# [EXERCISE OBJECTIVE]
Scan the entries below and say how many lines contain "bold". Write only the number.

[[ RECORDS SHOWN open ]]

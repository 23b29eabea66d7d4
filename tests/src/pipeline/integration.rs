#![cfg(test)]
use std::fs::File;
use std::path::{Path, PathBuf};
use std::sync::{Arc, Mutex};

use portsweep_common::config::NmapOptions;
use portsweep_common::error::{Result, SweepError};
use portsweep_common::network::ports::PortPlan;
use portsweep_common::network::target::ScanTarget;
use portsweep_common::report::HostResult;
use portsweep_core::pipeline::{self, Sweep, SweepSummary};
use portsweep_core::report::{CsvSink, ReportEmitter, TabularEmitter, TextEmitter, open_output_file};
use portsweep_core::scanner::NmapScanner;
use tempfile::TempDir;

use crate::fixtures::{CannedScanner, SharedBuffer, empty_run_xml, host_xml, targets};

fn plan() -> PortPlan {
    PortPlan::parse("22,80", "53").unwrap()
}

/// CSV emitter over a fresh `output_<t>.csv`, header already written.
fn csv_emitter(dir: &TempDir, plan: &PortPlan) -> (Box<dyn ReportEmitter>, PathBuf) {
    let (file, path, fresh) = open_output_file(dir.path(), 1_718_000_000).unwrap();
    assert!(fresh);
    let mut emitter: TabularEmitter = TabularEmitter::new(Box::new(CsvSink::<File>::new(file)), plan);
    emitter.write_header().unwrap();
    (Box::new(emitter), path)
}

fn lines(path: &Path) -> Vec<String> {
    std::fs::read_to_string(path)
        .unwrap()
        .lines()
        .map(str::to_string)
        .collect()
}

struct FailingEmitter;

impl ReportEmitter for FailingEmitter {
    fn emit_host(&mut self, host: &HostResult) -> Result<()> {
        Err(SweepError::write(format!("{}: disk full", host.address())))
    }
}

struct ClosedOutputEmitter;

impl ReportEmitter for ClosedOutputEmitter {
    fn emit_host(&mut self, _host: &HostResult) -> Result<()> {
        Err(SweepError::config("output file was removed"))
    }
}

#[tokio::test]
async fn typed_port_order_still_lines_up_with_nmap_rows() {
    let dir: TempDir = tempfile::tempdir().unwrap();
    let plan: PortPlan = PortPlan::parse("443,80,80", "").unwrap();
    let (emitter, path) = csv_emitter(&dir, &plan);

    // nmap lists ports ascending, whatever order they were requested in.
    let scanner: CannedScanner = CannedScanner::default().with(
        "10.0.0.1",
        host_xml("10.0.0.1", &[("tcp", 80, "open", "http"), ("tcp", 443, "closed", "https")], None),
    );

    let mut sweep: Sweep = Sweep::new(Box::new(scanner), emitter, plan);
    sweep.run(targets(&["10.0.0.1"])).await.unwrap();

    assert_eq!(lines(&path), vec!["address,tcp/80,tcp/443", "10.0.0.1,open,closed"]);
}

#[tokio::test]
async fn fatal_emitter_error_stops_the_sweep() {
    let scanner: CannedScanner = CannedScanner::default()
        .with("10.0.0.1", host_xml("10.0.0.1", &[("tcp", 22, "open", "ssh")], None))
        .with("10.0.0.2", host_xml("10.0.0.2", &[("tcp", 22, "open", "ssh")], None));

    let mut sweep: Sweep = Sweep::new(Box::new(scanner.clone()), Box::new(ClosedOutputEmitter), plan());
    let err: SweepError = sweep.run(targets(&["10.0.0.1", "10.0.0.2"])).await.unwrap_err();

    assert_eq!(err.exit_code(), 2);
    assert_eq!(scanner.scanned(), vec!["10.0.0.1"]);
}

#[tokio::test]
async fn csv_rows_line_up_with_header() {
    let dir: TempDir = tempfile::tempdir().unwrap();
    let plan: PortPlan = plan();
    let (emitter, path) = csv_emitter(&dir, &plan);

    let scanner: CannedScanner = CannedScanner::default()
        .with(
            "10.0.0.1",
            host_xml(
                "10.0.0.1",
                &[("tcp", 22, "open", "ssh"), ("tcp", 80, "closed", "http"), ("udp", 53, "open", "domain")],
                None,
            ),
        )
        .with(
            "10.0.0.2",
            host_xml(
                "10.0.0.2",
                &[("tcp", 22, "filtered", "ssh"), ("tcp", 80, "open", "http"), ("udp", 53, "open|filtered", "domain")],
                None,
            ),
        );

    let mut sweep: Sweep = Sweep::new(Box::new(scanner.clone()), emitter, plan.clone());
    let summary: SweepSummary = sweep.run(targets(&["10.0.0.1", " 10.0.0.2\u{a0}"])).await.unwrap();

    assert_eq!(
        summary,
        SweepSummary {
            targets: 2,
            hosts: 2,
            open_ports: 3,
            write_failures: 0,
        }
    );
    assert_eq!(scanner.scanned(), vec!["10.0.0.1", "10.0.0.2"]);

    let lines: Vec<String> = lines(&path);
    assert_eq!(
        lines,
        vec![
            "address,tcp/22,tcp/80,udp/53",
            "10.0.0.1,open,closed,open",
            "10.0.0.2,filtered,open,open|filtered",
        ]
    );
    for line in &lines {
        assert_eq!(line.split(',').count(), plan.header().len());
    }
}

#[tokio::test]
async fn parse_failure_stops_sweep_and_keeps_written_rows() {
    let dir: TempDir = tempfile::tempdir().unwrap();
    let plan: PortPlan = plan();
    let (emitter, path) = csv_emitter(&dir, &plan);

    let scanner: CannedScanner = CannedScanner::default()
        .with(
            "10.0.0.1",
            host_xml(
                "10.0.0.1",
                &[("tcp", 22, "open", "ssh"), ("tcp", 80, "closed", "http"), ("udp", 53, "open", "domain")],
                None,
            ),
        )
        .with("10.0.0.2", "<nmaprun scanner=\"nmap\"><host><ports>".to_string())
        .with("10.0.0.3", empty_run_xml());

    let mut sweep: Sweep = Sweep::new(Box::new(scanner.clone()), emitter, plan);
    let result = sweep.run(targets(&["10.0.0.1", "10.0.0.2", "10.0.0.3"])).await;

    let err: SweepError = result.unwrap_err();
    assert!(matches!(err, SweepError::Parse(_)));
    assert_eq!(err.exit_code(), 3);
    assert_eq!(scanner.scanned(), vec!["10.0.0.1", "10.0.0.2"]);
    assert_eq!(lines(&path), vec!["address,tcp/22,tcp/80,udp/53", "10.0.0.1,open,closed,open"]);
}

#[tokio::test]
async fn silent_scanner_is_a_parse_failure() {
    let scanner: CannedScanner = CannedScanner::default();
    let mut sweep: Sweep = Sweep::new(
        Box::new(scanner),
        Box::new(TextEmitter::new(SharedBuffer::default())),
        plan(),
    );

    let result = sweep.run(targets(&["10.0.0.9"])).await;
    assert!(matches!(result, Err(SweepError::Parse(_))));
}

#[tokio::test]
async fn missing_nmap_binary_ends_as_parse_failure() {
    let options: NmapOptions = NmapOptions {
        binary: "/nonexistent/nmap".to_string(),
        elevate: None,
        ..NmapOptions::default()
    };
    let mut sweep: Sweep = Sweep::new(
        Box::new(NmapScanner::new(options)),
        Box::new(TextEmitter::new(SharedBuffer::default())),
        plan(),
    );

    let err: SweepError = sweep.run(targets(&["127.0.0.1"])).await.unwrap_err();
    assert_eq!(err.exit_code(), 3);
}

#[tokio::test]
async fn write_failures_are_counted_not_fatal() {
    let scanner: CannedScanner = CannedScanner::default()
        .with("10.0.0.1", host_xml("10.0.0.1", &[("tcp", 22, "open", "ssh")], None))
        .with("10.0.0.2", host_xml("10.0.0.2", &[("tcp", 22, "closed", "ssh")], None));

    let mut sweep: Sweep = Sweep::new(Box::new(scanner.clone()), Box::new(FailingEmitter), plan());
    let summary: SweepSummary = sweep.run(targets(&["10.0.0.1", "10.0.0.2"])).await.unwrap();

    assert_eq!(summary.hosts, 2);
    assert_eq!(summary.write_failures, 2);
    assert_eq!(scanner.scanned().len(), 2);
}

#[tokio::test]
async fn target_source_error_aborts_before_next_scan() {
    let scanner: CannedScanner = CannedScanner::default()
        .with("10.0.0.1", host_xml("10.0.0.1", &[("tcp", 22, "open", "ssh")], None));
    let mut sweep: Sweep = Sweep::new(
        Box::new(scanner.clone()),
        Box::new(TextEmitter::new(SharedBuffer::default())),
        plan(),
    );

    let input: Vec<Result<ScanTarget>> = vec![
        Ok(ScanTarget::new("10.0.0.1")),
        Err(SweepError::config("sheet 'Plant B' could not be read")),
        Ok(ScanTarget::new("10.0.0.3")),
    ];
    let err: SweepError = sweep.run(input).await.unwrap_err();

    assert!(matches!(err, SweepError::Configuration(_)));
    assert_eq!(scanner.scanned(), vec!["10.0.0.1"]);
}

#[tokio::test]
async fn text_mode_lists_open_ports_and_os_guesses() {
    let buffer: SharedBuffer = SharedBuffer::default();
    let scanner: CannedScanner = CannedScanner::default()
        .with(
            "10.0.0.1",
            host_xml(
                "10.0.0.1",
                &[("tcp", 22, "open", "ssh"), ("tcp", 80, "closed", "http")],
                Some("Linux"),
            ),
        )
        .with("10.0.0.2", host_xml("10.0.0.2", &[("tcp", 22, "filtered", "ssh")], None))
        .with("10.0.0.3", empty_run_xml());

    let mut sweep: Sweep = Sweep::new(
        Box::new(scanner),
        Box::new(TextEmitter::new(buffer.clone())),
        plan(),
    );
    let summary: SweepSummary = sweep
        .run(targets(&["10.0.0.1", "10.0.0.2", "10.0.0.3"]))
        .await
        .unwrap();

    assert_eq!(summary.targets, 3);
    assert_eq!(summary.hosts, 2);
    assert_eq!(summary.open_ports, 1);
    assert_eq!(
        buffer.contents(),
        "10.0.0.1\n\
         Open ports:\n\
         - 22\tssh\t\t\n\
         Matching OSes:\n\
         - Linux\tLinux\tgeneral purpose\t93\n\
         \n\
         10.0.0.2\n\
         No open ports.\n\
         \n"
    );
}

#[tokio::test]
async fn progress_callback_sees_every_target_in_order() {
    let seen: Arc<Mutex<Vec<(usize, String)>>> = Arc::new(Mutex::new(Vec::new()));
    let record = seen.clone();

    let scanner: CannedScanner = CannedScanner::default()
        .with("10.0.0.1", empty_run_xml())
        .with("10.0.0.2", empty_run_xml());
    let mut sweep: Sweep = Sweep::new(
        Box::new(scanner),
        Box::new(TextEmitter::new(SharedBuffer::default())),
        plan(),
    )
    .with_progress(Box::new(move |index: usize, target: &ScanTarget| {
        record.lock().unwrap().push((index, target.to_string()));
    }));

    sweep.run(targets(&["10.0.0.1", "10.0.0.2"])).await.unwrap();
    assert_eq!(
        *seen.lock().unwrap(),
        vec![(1, "10.0.0.1".to_string()), (2, "10.0.0.2".to_string())]
    );
}

#[test]
fn saved_report_is_emitted_like_a_live_scan() {
    let dir: TempDir = tempfile::tempdir().unwrap();
    let plan: PortPlan = plan();
    let (mut emitter, path) = csv_emitter(&dir, &plan);

    let xml: String = host_xml(
        "192.168.0.32",
        &[("tcp", 22, "open", "ssh"), ("tcp", 80, "closed", "http"), ("udp", 53, "closed", "domain")],
        Some("Linux"),
    );
    let summary: SweepSummary = pipeline::report_bytes(xml.as_bytes(), emitter.as_mut()).unwrap();
    drop(emitter);

    assert_eq!(summary.hosts, 1);
    assert_eq!(summary.open_ports, 1);
    assert_eq!(lines(&path)[1], "192.168.0.32,open,closed,closed");
}

#[test]
fn rerun_appends_without_second_header() {
    let dir: TempDir = tempfile::tempdir().unwrap();
    let plan: PortPlan = plan();
    let (mut first, path) = csv_emitter(&dir, &plan);
    let xml: String = host_xml("10.0.0.1", &[("tcp", 22, "open", "ssh")], None);
    pipeline::report_bytes(xml.as_bytes(), first.as_mut()).unwrap();
    drop(first);

    let (file, _, fresh) = open_output_file(dir.path(), 1_718_000_000).unwrap();
    assert!(!fresh);
    let mut second: TabularEmitter = TabularEmitter::new(Box::new(CsvSink::new(file)), &plan);
    pipeline::report_bytes(xml.as_bytes(), &mut second).unwrap();
    drop(second);

    assert_eq!(
        lines(&path),
        vec!["address,tcp/22,tcp/80,udp/53", "10.0.0.1,open", "10.0.0.1,open"]
    );
}
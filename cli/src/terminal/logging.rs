use std::fmt;

use colored::*;
use tracing::field::{Field, Visit};
use tracing::level_filters::LevelFilter;
use tracing::{Event, Level, Subscriber};
use tracing_subscriber::EnvFilter;
use tracing_subscriber::fmt::format::{self, Writer};
use tracing_subscriber::fmt::{FmtContext, FormatEvent};
use tracing_subscriber::registry::LookupSpan;

use crate::terminal::print::PRINT_TARGET;
use crate::terminal::spinner::SpinnerWriter;

/// `info` by default, `warn` with `-q`, `error` with `-qq`. `RUST_LOG` wins
/// when set.
pub fn init_logging(quiet: u8) {
    let level: LevelFilter = match quiet {
        0 => LevelFilter::INFO,
        1 => LevelFilter::WARN,
        _ => LevelFilter::ERROR,
    };
    let filter: EnvFilter = EnvFilter::builder()
        .with_default_directive(level.into())
        .from_env_lossy();

    let _ = tracing_subscriber::fmt()
        .with_env_filter(filter)
        .with_writer(|| SpinnerWriter)
        .event_format(SweepFormatter)
        .try_init();
}

pub struct SweepFormatter;

impl<S, N> FormatEvent<S, N> for SweepFormatter
where
    S: Subscriber + for<'a> LookupSpan<'a>,
    N: for<'a> format::FormatFields<'a> + 'static,
{
    fn format_event(
        &self,
        ctx: &FmtContext<'_, S, N>,
        mut writer: Writer<'_>,
        event: &Event<'_>,
    ) -> fmt::Result {
        let meta = event.metadata();

        // Terminal decoration goes out untouched.
        if meta.target() == PRINT_TARGET {
            let mut raw: RawMessage = RawMessage::default();
            event.record(&mut raw);
            return writeln!(writer, "{}", raw.0);
        }

        let (symbol, color_func): (&str, fn(ColoredString) -> ColoredString) = match *meta.level() {
            Level::TRACE => ("[ ]", |s| s.dimmed()),
            Level::DEBUG => ("[?]", |s| s.blue()),
            Level::INFO => ("[+]", |s| s.green().bold()),
            Level::WARN => ("[*]", |s| s.yellow().bold()),
            Level::ERROR => ("[-]", |s| s.red().bold()),
        };

        write!(writer, "{} ", color_func(symbol.into()))?;

        ctx.field_format().format_fields(writer.by_ref(), event)?;

        writeln!(writer)
    }
}

#[derive(Default)]
struct RawMessage(String);

impl Visit for RawMessage {
    fn record_str(&mut self, field: &Field, value: &str) {
        if field.name() == "raw_msg" {
            self.0 = value.to_string();
        }
    }

    fn record_debug(&mut self, field: &Field, value: &dyn fmt::Debug) {
        if field.name() == "raw_msg" {
            self.0 = format!("{value:?}");
        }
    }
}
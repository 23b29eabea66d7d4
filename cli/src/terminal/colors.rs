use colored::Color;

pub const PRIMARY: Color = Color::TrueColor { r: 102, g: 217, b: 239 };
pub const ACCENT: Color = Color::TrueColor { r: 166, g: 226, b: 46 };
pub const SEPARATOR: Color = Color::BrightBlack;
pub const TEXT_DEFAULT: Color = Color::White;
pub const OPEN_PORT: Color = Color::Green;
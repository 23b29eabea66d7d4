use std::time::{Duration, Instant};

use colored::*;
use portsweep_common::config::Config;
use portsweep_common::error::Result;
use portsweep_common::network::target::ScanTarget;
use portsweep_core::pipeline::{Sweep, SweepSummary};
use portsweep_core::scanner::NmapScanner;
use portsweep_core::targets::TargetSource;

use super::{emitter_for, print_summary, unix_now};
use crate::terminal::{colors, print, spinner};

pub async fn scan(cfg: &Config) -> anyhow::Result<()> {
    print::header("preparing sweep", cfg.quiet);
    let mut source: TargetSource = TargetSource::open(&cfg.input)?;
    let total: usize = source.target_count()?;
    let started_at: u64 = unix_now();

    let (emitter, destination) = emitter_for(cfg, started_at)?;
    print_plan(cfg, &source, total, destination.as_deref().map(|p| p.display().to_string()));

    let scanner: NmapScanner = NmapScanner::new(cfg.nmap.clone());
    let mut sweep: Sweep = Sweep::new(Box::new(scanner), emitter, cfg.ports.clone())
        .with_progress(Box::new(move |index: usize, target: &ScanTarget| {
            spinner::report_scan_progress(index, total, target)
        }));

    print::header("sweeping targets", cfg.quiet);
    let start_time: Instant = Instant::now();
    let result: Result<SweepSummary> = sweep.run(source.targets()).await;
    spinner::finish();

    let summary: SweepSummary = result?;
    let elapsed: Duration = start_time.elapsed();
    print_summary(&summary, elapsed, destination.as_deref(), cfg);
    Ok(())
}

fn print_plan(cfg: &Config, source: &TargetSource, total: usize, destination: Option<String>) {
    let sheets: String = source.sheet_names().join(", ");
    let output: String = destination.unwrap_or_else(|| "stdout".to_string());
    let elevate: &str = cfg.nmap.elevate.as_deref().unwrap_or("none");

    print::align_keys(&["Input", "Sheets", "Targets", "Ports", "Scanner", "Elevation", "Output"]);
    print::aligned_line("Input", source.path().display().to_string());
    print::aligned_line("Sheets", sheets);
    print::aligned_line("Targets", total.to_string());
    print::aligned_line(
        "Ports",
        format!("{} columns", cfg.ports.len()).color(colors::ACCENT),
    );
    print::aligned_line("Scanner", cfg.nmap.binary.as_str());
    print::aligned_line("Elevation", elevate);
    print::aligned_line("Output", format!("{output} ({})", cfg.format));
}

[[ RECORDS SHOWN closed ]]

# [WRITTEN RESPONSE]
3